The problem is that the query doesn't wrap up well above. We need something that draws it to a close, which leads me back to the beginning.  This query is interesting but it is lacking something.  I don't see the connection between Morgan and the game.  Yes, I know she finds the note and has to go to the castle to save her mom, and I know that part of the mystery of the book is why she is being forced to play the game.  There is a fine art as a writer to raising questions in a way that intrigues readers instead of frustrating them.  When a reader is intrigued they suddenly have to keep reading.  When they are confused or frustrated, they put the book back on the shelf, when this happens in a query it can send you to the rejection file.  Now I think there may be enough in Sarah's query to garner her a request, but I think she can also finesse this so that it takes it from 50/50 shot at catching an agent's eye to omg-send-me-the-full-now.
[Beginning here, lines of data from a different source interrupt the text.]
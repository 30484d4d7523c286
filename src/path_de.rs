use serde::de::DeserializeOwned;
use thiserror::Error;

/// A deserialization failure together with where in the document it happened.
#[derive(Debug, Error)]
#[error("at JSON path {path} → {message}")]
pub struct PathError {
    pub path: String,
    pub message: String,
}

impl<E: std::fmt::Display> From<serde_path_to_error::Error<E>> for PathError {
    fn from(err: serde_path_to_error::Error<E>) -> Self {
        let path = err.path().to_string();
        Self { path, message: err.into_inner().to_string() }
    }
}

/// Deserialize with JSON-path context in error messages.
pub fn from_str_with_path<T: DeserializeOwned>(src: &str) -> Result<T, PathError> {
    let de = &mut serde_json::Deserializer::from_str(src);
    Ok(serde_path_to_error::deserialize::<_, T>(de)?)
}

pub fn from_slice_with_path<T: DeserializeOwned>(bytes: &[u8]) -> Result<T, PathError> {
    let de = &mut serde_json::Deserializer::from_slice(bytes);
    Ok(serde_path_to_error::deserialize::<_, T>(de)?)
}

#[cfg(test)]
mod tests {
    use super::*;
    use serde::Deserialize;

    #[derive(Debug, Deserialize)]
    struct Outer {
        #[allow(dead_code)]
        inner: Vec<Inner>,
    }

    #[derive(Debug, Deserialize)]
    struct Inner {
        #[allow(dead_code)]
        depth: u32,
    }

    #[test]
    fn error_names_the_path() {
        let err = from_str_with_path::<Outer>(r#"{"inner": [{"depth": 1}, {"depth": "deep"}]}"#).unwrap_err();
        assert_eq!(err.path, "inner[1].depth");
        assert!(err.to_string().starts_with("at JSON path inner[1].depth"));
    }

    #[test]
    fn slices_decode_too() {
        let ok = from_slice_with_path::<Outer>(br#"{"inner": []}"#);
        assert!(ok.is_ok());
    }
}
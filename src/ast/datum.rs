use ordered_float::OrderedFloat;
use serde_json::{Number, Value as Json};

use crate::error::{CoerceError, Result};

/// Leaf literal of an expression tree.
///
/// `Int` and `Long` are kept apart so a value that started out as an `i32`
/// can still be told from an `i64` after coercion.
#[derive(Debug, Clone, PartialEq, Eq, Hash, Default)]
pub enum Datum {
    #[default]
    Null,
    Bool(bool),
    Int(i32),
    Long(i64),
    Float(OrderedFloat<f64>),
    String(String),
}

impl Datum {
    pub fn is_narrow(&self) -> bool {
        matches!(self, Datum::Int(_))
    }

    pub fn build(&self) -> Result<Json> {
        Ok(match self {
            Datum::Null => Json::Null,
            Datum::Bool(b) => Json::Bool(*b),
            Datum::Int(i) => Json::from(*i),
            Datum::Long(i) => Json::from(*i),
            Datum::Float(f) => match Number::from_f64(f.0) {
                Some(n) => Json::Number(n),
                None => return Err(CoerceError::Encode { what: format!("the float {}", f.0) }),
            },
            Datum::String(s) => Json::String(s.clone()),
        })
    }
}

impl From<i32> for Datum {
    fn from(value: i32) -> Self {
        Datum::Int(value)
    }
}

impl From<i64> for Datum {
    fn from(value: i64) -> Self {
        Datum::Long(value)
    }
}

impl From<f64> for Datum {
    fn from(value: f64) -> Self {
        Datum::Float(OrderedFloat(value))
    }
}

impl From<bool> for Datum {
    fn from(value: bool) -> Self {
        Datum::Bool(value)
    }
}

impl From<String> for Datum {
    fn from(value: String) -> Self {
        Datum::String(value)
    }
}

impl From<&str> for Datum {
    fn from(value: &str) -> Self {
        Datum::String(value.to_owned())
    }
}

#[cfg(test)]
mod tests {
    use super::*;

    #[test]
    fn narrow_and_wide_integers_stay_distinct() {
        let narrow = Datum::from(7i32);
        let wide = Datum::from(7i64);
        assert_ne!(narrow, wide);
        assert!(narrow.is_narrow());
        assert!(!wide.is_narrow());
        // same JSON on the wire
        assert_eq!(narrow.build().unwrap(), wide.build().unwrap());
    }

    #[test]
    fn non_finite_float_is_an_encode_error() {
        let err = Datum::from(f64::NAN).build().unwrap_err();
        assert!(err.is_driver());
        assert_eq!(Datum::from(1.5).build().unwrap(), serde_json::json!(1.5));
    }
}
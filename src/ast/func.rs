use std::fmt;
use std::sync::Arc;
use std::sync::atomic::{AtomicU64, Ordering};

use serde_json::{Value as Json, json};

use super::{Term, TermType};
use crate::error::Result;

// Parameter ids are unique per process so nested functions never shadow each other.
static NEXT_VAR_ID: AtomicU64 = AtomicU64::new(1);

fn next_var_id() -> u64 {
    NEXT_VAR_ID.fetch_add(1, Ordering::Relaxed)
}

type LambdaBody = dyn Fn(Vec<Term>) -> Term + Send + Sync;

/// A native callback that builds a query fragment from its parameters.
///
/// Cloning a `Lambda` shares the callback; captured state is never copied.
#[derive(Clone)]
pub struct Lambda {
    arity: usize,
    body: Arc<LambdaBody>,
}

impl Lambda {
    pub fn unary<F>(f: F) -> Self
    where
        F: Fn(Term) -> Term + Send + Sync + 'static,
    {
        Self::with_arity(1, move |args| {
            let mut args = args.into_iter();
            f(args.next().unwrap_or_default())
        })
    }

    pub fn binary<F>(f: F) -> Self
    where
        F: Fn(Term, Term) -> Term + Send + Sync + 'static,
    {
        Self::with_arity(2, move |args| {
            let mut args = args.into_iter();
            let a = args.next().unwrap_or_default();
            let b = args.next().unwrap_or_default();
            f(a, b)
        })
    }

    /// `f` always receives exactly `arity` parameter terms.
    pub fn with_arity<F>(arity: usize, f: F) -> Self
    where
        F: Fn(Vec<Term>) -> Term + Send + Sync + 'static,
    {
        Self { arity, body: Arc::new(f) }
    }

    pub fn arity(&self) -> usize {
        self.arity
    }
}

impl fmt::Debug for Lambda {
    fn fmt(&self, f: &mut fmt::Formatter<'_>) -> fmt::Result {
        f.debug_struct("Lambda").field("arity", &self.arity).finish_non_exhaustive()
    }
}

/// A callback rewritten into placeholder form: fresh variable ids plus the
/// body the callback produced when handed `Var` terms for those ids.
#[derive(Debug, Clone, PartialEq, Eq)]
pub struct Func {
    params: Vec<u64>,
    body: Box<Term>,
}

impl Func {
    pub fn from_lambda(lambda: &Lambda) -> Self {
        let params: Vec<u64> = (0..lambda.arity).map(|_| next_var_id()).collect();
        let args: Vec<Term> = params.iter().map(|id| Term::Var(*id)).collect();
        let body = (lambda.body)(args);
        Self { params, body: Box::new(body) }
    }

    pub fn params(&self) -> &[u64] {
        &self.params
    }

    pub fn body(&self) -> &Term {
        &self.body
    }

    /// `[FUNC, [[MAKE_ARRAY, [ids…]], body]]`
    pub(crate) fn build(&self) -> Result<Json> {
        let ids = json!([TermType::MakeArray as u32, self.params]);
        let body = self.body.build()?;
        Ok(json!([TermType::Func as u32, [ids, body]]))
    }
}
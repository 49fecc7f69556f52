use axum::{extract::State, http::StatusCode, response::IntoResponse, Json};
use serde_json::json;

use crate::AppState;

/// Liveness probe; reports store connectivity.
pub async fn health_check(State(state): State<AppState>) -> impl IntoResponse {
    match state.store.health_check().await {
        Ok(_) => (
            StatusCode::OK,
            Json(json!({
                "status": "ok",
                "service": "menu-service",
                "version": env!("CARGO_PKG_VERSION")
            })),
        ),
        Err(e) => (
            StatusCode::SERVICE_UNAVAILABLE,
            Json(json!({
                "status": "unhealthy",
                "service": "menu-service",
                "error": e.to_string()
            })),
        ),
    }
}

pub async fn readiness_check(State(state): State<AppState>) -> impl IntoResponse {
    match state.store.health_check().await {
        Ok(_) => StatusCode::OK,
        Err(_) => StatusCode::SERVICE_UNAVAILABLE,
    }
}
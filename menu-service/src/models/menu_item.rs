use mongodb::bson::oid::ObjectId;
use serde::{Deserialize, Serialize};
use validator::{Validate, ValidationError};

/// A stored menu item. `_id` is assigned by the store and never rewritten.
#[derive(Debug, Clone, Serialize, Deserialize, PartialEq)]
pub struct MenuItem {
    #[serde(rename = "_id")]
    pub id: ObjectId,
    pub name: String,
    #[serde(default, skip_serializing_if = "Option::is_none")]
    pub description: Option<String>,
    pub price: f64,
}

impl MenuItem {
    pub fn new(name: impl Into<String>, description: Option<String>, price: f64) -> Self {
        Self {
            id: ObjectId::new(),
            name: name.into(),
            description,
            price,
        }
    }

    /// Overwrite every mutable field. `description: None` clears it.
    pub fn apply(&mut self, update: MenuItemUpdate) {
        self.name = update.name;
        self.description = update.description;
        self.price = update.price;
    }
}

/// Full replacement of a menu item's mutable fields.
#[derive(Debug, Clone, Validate, PartialEq)]
pub struct MenuItemUpdate {
    #[validate(length(min = 1, message = "must not be empty"))]
    pub name: String,
    pub description: Option<String>,
    #[validate(custom(function = "validate_price"))]
    pub price: f64,
}

fn validate_price(price: f64) -> Result<(), ValidationError> {
    if price.is_finite() {
        Ok(())
    } else {
        let mut err = ValidationError::new("price");
        err.message = Some("must be a finite number".into());
        Err(err)
    }
}
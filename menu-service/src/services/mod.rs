pub mod database;
pub mod error;
pub mod menu_store;
pub mod metrics;
pub mod mock_store;

pub use database::MongoDb;
pub use error::{StoreError, NOT_FOUND_MESSAGE};
pub use menu_store::{MenuStore, MongoMenuStore};
pub use metrics::{get_metrics, init_metrics, record_menu_operation};
pub use mock_store::MockMenuStore;
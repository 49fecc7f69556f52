use menu_service::config::MenuConfig;
use menu_service::services::init_metrics;
use menu_service::startup::Application;
use service_core::error::AppError;
use service_core::observability::init_tracing;
use tokio::signal;

async fn shutdown_signal() {
    let ctrl_c = async {
        if let Err(e) = signal::ctrl_c().await {
            tracing::error!("Failed to install Ctrl+C handler: {}", e);
            std::future::pending::<()>().await;
        }
    };

    #[cfg(unix)]
    let terminate = async {
        match signal::unix::signal(signal::unix::SignalKind::terminate()) {
            Ok(mut sigterm) => {
                sigterm.recv().await;
            }
            Err(e) => {
                tracing::error!("Failed to install SIGTERM handler: {}", e);
                std::future::pending::<()>().await;
            }
        }
    };

    #[cfg(not(unix))]
    let terminate = std::future::pending::<()>();

    tokio::select! {
        _ = ctrl_c => {},
        _ = terminate => {},
    }

    tracing::info!("Shutdown signal received");
}

#[tokio::main]
async fn main() -> Result<(), AppError> {
    // Load configuration - fail fast if invalid
    let config = MenuConfig::load()?;

    init_tracing(
        &config.service_name,
        &config.log_level,
        config.otlp_endpoint.as_deref(),
    );

    init_metrics()?;

    tracing::info!(
        service = %config.service_name,
        version = env!("CARGO_PKG_VERSION"),
        "Starting menu service"
    );

    let app = Application::build(config).await?;
    tracing::info!("Server is running on port {}", app.port());

    app.run_with_shutdown(shutdown_signal()).await?;

    Ok(())
}
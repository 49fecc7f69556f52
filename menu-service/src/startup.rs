//! Application startup and lifecycle management.

use crate::config::MenuConfig;
use crate::services::{MenuStore, MongoDb, MongoMenuStore};
use crate::{build_router, AppState};
use service_core::error::AppError;
use std::future::Future;
use std::net::SocketAddr;
use std::sync::Arc;
use tokio::net::TcpListener;

/// Application container for managing server lifecycle.
pub struct Application {
    port: u16,
    listener: TcpListener,
    state: AppState,
}

impl Application {
    /// Connect to MongoDB and bind the HTTP listener.
    ///
    /// An unreachable database is logged but does not abort startup; requests
    /// then fail individually until the driver reaches the server.
    pub async fn build(config: MenuConfig) -> Result<Self, AppError> {
        let db = MongoDb::connect(&config.mongodb.uri, config.mongodb.database.as_deref()).await?;

        match db.health_check().await {
            Ok(()) => tracing::info!("MongoDB connected"),
            Err(e) => tracing::error!("Failed to connect to MongoDB: {}", e),
        }

        let store: Arc<dyn MenuStore> = Arc::new(MongoMenuStore::new(db));
        Self::build_with_store(config, store).await
    }

    /// Bind the HTTP listener around an already constructed store (port 0 = random port).
    pub async fn build_with_store(
        config: MenuConfig,
        store: Arc<dyn MenuStore>,
    ) -> Result<Self, AppError> {
        let addr = SocketAddr::from(([0, 0, 0, 0], config.common.port));
        let listener = TcpListener::bind(addr).await.map_err(|e| {
            tracing::error!("Failed to bind HTTP listener to {}: {}", addr, e);
            AppError::from(e)
        })?;
        let port = listener.local_addr()?.port();

        tracing::info!("Menu service: HTTP on port {}", port);

        Ok(Self {
            port,
            listener,
            state: AppState::new(store),
        })
    }

    pub fn port(&self) -> u16 {
        self.port
    }

    pub async fn run_until_stopped(self) -> std::io::Result<()> {
        self.run_with_shutdown(std::future::pending()).await
    }

    /// Serve until `shutdown` resolves, then drain in-flight requests.
    pub async fn run_with_shutdown<F>(self, shutdown: F) -> std::io::Result<()>
    where
        F: Future<Output = ()> + Send + 'static,
    {
        let router = build_router(self.state);
        axum::serve(self.listener, router)
            .with_graceful_shutdown(shutdown)
            .await
            .map_err(|e| {
                tracing::error!("HTTP server error: {}", e);
                e
            })
    }
}
use service_core::error::AppError;
use thiserror::Error;

pub const NOT_FOUND_MESSAGE: &str = "Menu item not found";

/// Closed set of failures a [`MenuStore`](super::MenuStore) can report.
#[derive(Error, Debug)]
pub enum StoreError {
    #[error("Menu item not found")]
    NotFound,

    #[error("Invalid menu item id: {0}")]
    InvalidIdentifier(String),

    #[error("Validation failed: {0}")]
    Validation(String),

    #[error("Database error: {0}")]
    Database(#[from] mongodb::error::Error),

    #[error("Internal store error: {0}")]
    Internal(String),
}

impl From<validator::ValidationErrors> for StoreError {
    fn from(errors: validator::ValidationErrors) -> Self {
        StoreError::Validation(errors.to_string())
    }
}

impl From<StoreError> for AppError {
    fn from(err: StoreError) -> Self {
        match err {
            StoreError::NotFound => AppError::NotFound(anyhow::anyhow!(NOT_FOUND_MESSAGE)),
            StoreError::InvalidIdentifier(_) | StoreError::Validation(_) => {
                AppError::BadRequest(anyhow::anyhow!(err.to_string()))
            }
            StoreError::Database(_) | StoreError::Internal(_) => {
                tracing::error!(error = %err, "Menu item store operation failed");
                AppError::BadRequest(anyhow::anyhow!("Failed to access menu items"))
            }
        }
    }
}

#[cfg(test)]
mod tests {
    use super::*;

    #[test]
    fn test_not_found_maps_to_fixed_message() {
        let err = AppError::from(StoreError::NotFound);
        assert!(matches!(err, AppError::NotFound(ref e) if e.to_string() == "Menu item not found"));
    }

    #[test]
    fn test_invalid_identifier_maps_to_bad_request() {
        let err = AppError::from(StoreError::InvalidIdentifier("abc".to_string()));
        assert!(
            matches!(err, AppError::BadRequest(ref e) if e.to_string() == "Invalid menu item id: abc")
        );
    }

    #[test]
    fn test_internal_failure_is_sanitized() {
        let err = AppError::from(StoreError::Internal("mutex poisoned".to_string()));
        assert!(
            matches!(err, AppError::BadRequest(ref e) if e.to_string() == "Failed to access menu items")
        );
    }

    #[test]
    fn test_validation_maps_to_bad_request() {
        let err = AppError::from(StoreError::Validation("name: must not be empty".to_string()));
        assert!(
            matches!(err, AppError::BadRequest(ref e) if e.to_string() == "Validation failed: name: must not be empty")
        );
    }
}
My suggestion is to give us a hint of what Morgan's relationship is to the game before her mother is kidnapped.  Is she an avid player?  Could she care less?  Bridge that tiny gap for the reader and suddenly it will feel less like a confusing plot summary and more like a cliffhanger.  To accomplish this I think the first two paragraphs can be moved around a bit and the necessary info added.  Then wrap it up with one final, toe-curling, stomach-turning cliffhanger of a closing line and this puppy is ready for primetime.  
CONDUIT is a YA Fantasy complete at 78,000 words. Fans of THE MAZERUNNER will enjoy this story and its the twist ending not even thekidnappers see coming.

Sarah Belliston

Best of luck!





8 comments:

  1. I think the second paragraph just needs reworking to transition better from the first, and give us the stakes.
    Something like: Ever since 15 year-old Morgan discovered she had to play the game if she wanted to save her mother's life, she's thrown herself into learning the rules. But as she gets deeper into Knightmere, Morgan learns that dodging girl-eating dragons (or whatever cool dangerous device you've created in the game) isn't the only thing out to ruin her life. She's got to (do something perilous) or risk losing herself, her mother, and her world.

    The MS sounds fab, Sarah. Good luck!

    ReplyDelete
  2. I think Genn gave you some great line-by-line edits and ideas, so I'll just add that the genre threw me. This sounds like a YA thriller in the middle of a real-life RPG, but the genre description makes it sound like the spells and weapons are real. If the spells and weapons ARE real, you might clarify that. If not, I probably wouldn't call this a YA fantasy.

    Good luck with this! The concept really is fabulous. If you give us a better sense of Morgan, I think this will really work.

    ReplyDelete
  3. Great story and awesome edit. I think once the author makes the connection a bit stronger it'll be a great query, definitely caught my interest. My biggest confusion is mentioned by Krista, I didn't think the spells were real until the "fantasy" genre so definitely clarify that :)

    good luck!

    ReplyDelete
  4. I think Genn's suggestion to switch the paragraphs is a good one. These are strong paragraphs. Then you need a paragraph tell us what the conflict is that is stopping Morgan from reaching her goal and a final choice she'll need to make as the last hook.

    Good luck.

    ReplyDelete
  5. sarah, thanks for putting your query up for crit and leading us to it! these pieces of advice from Genn will help me, too!

    ReplyDelete
  6. Love Gen's suggestion for hook -- gives it that extra punch and you have a great hook BTW!. Totally fell for 1st paragraph. 2nd felt a bit mundane in comparison. Wonder if you couldn't jump to the kind of conflict 15 year old MC is gonna have to face in this game, (revealing situation with her mother in there at the same time.)
    Good luck. This sounds like an awesome story!

    ReplyDelete
  7. Thanks Genn for your comments and for everyone else as well! So helpful!

    ReplyDelete
  8. This story does sound awesome. Really hope I get to read it someday!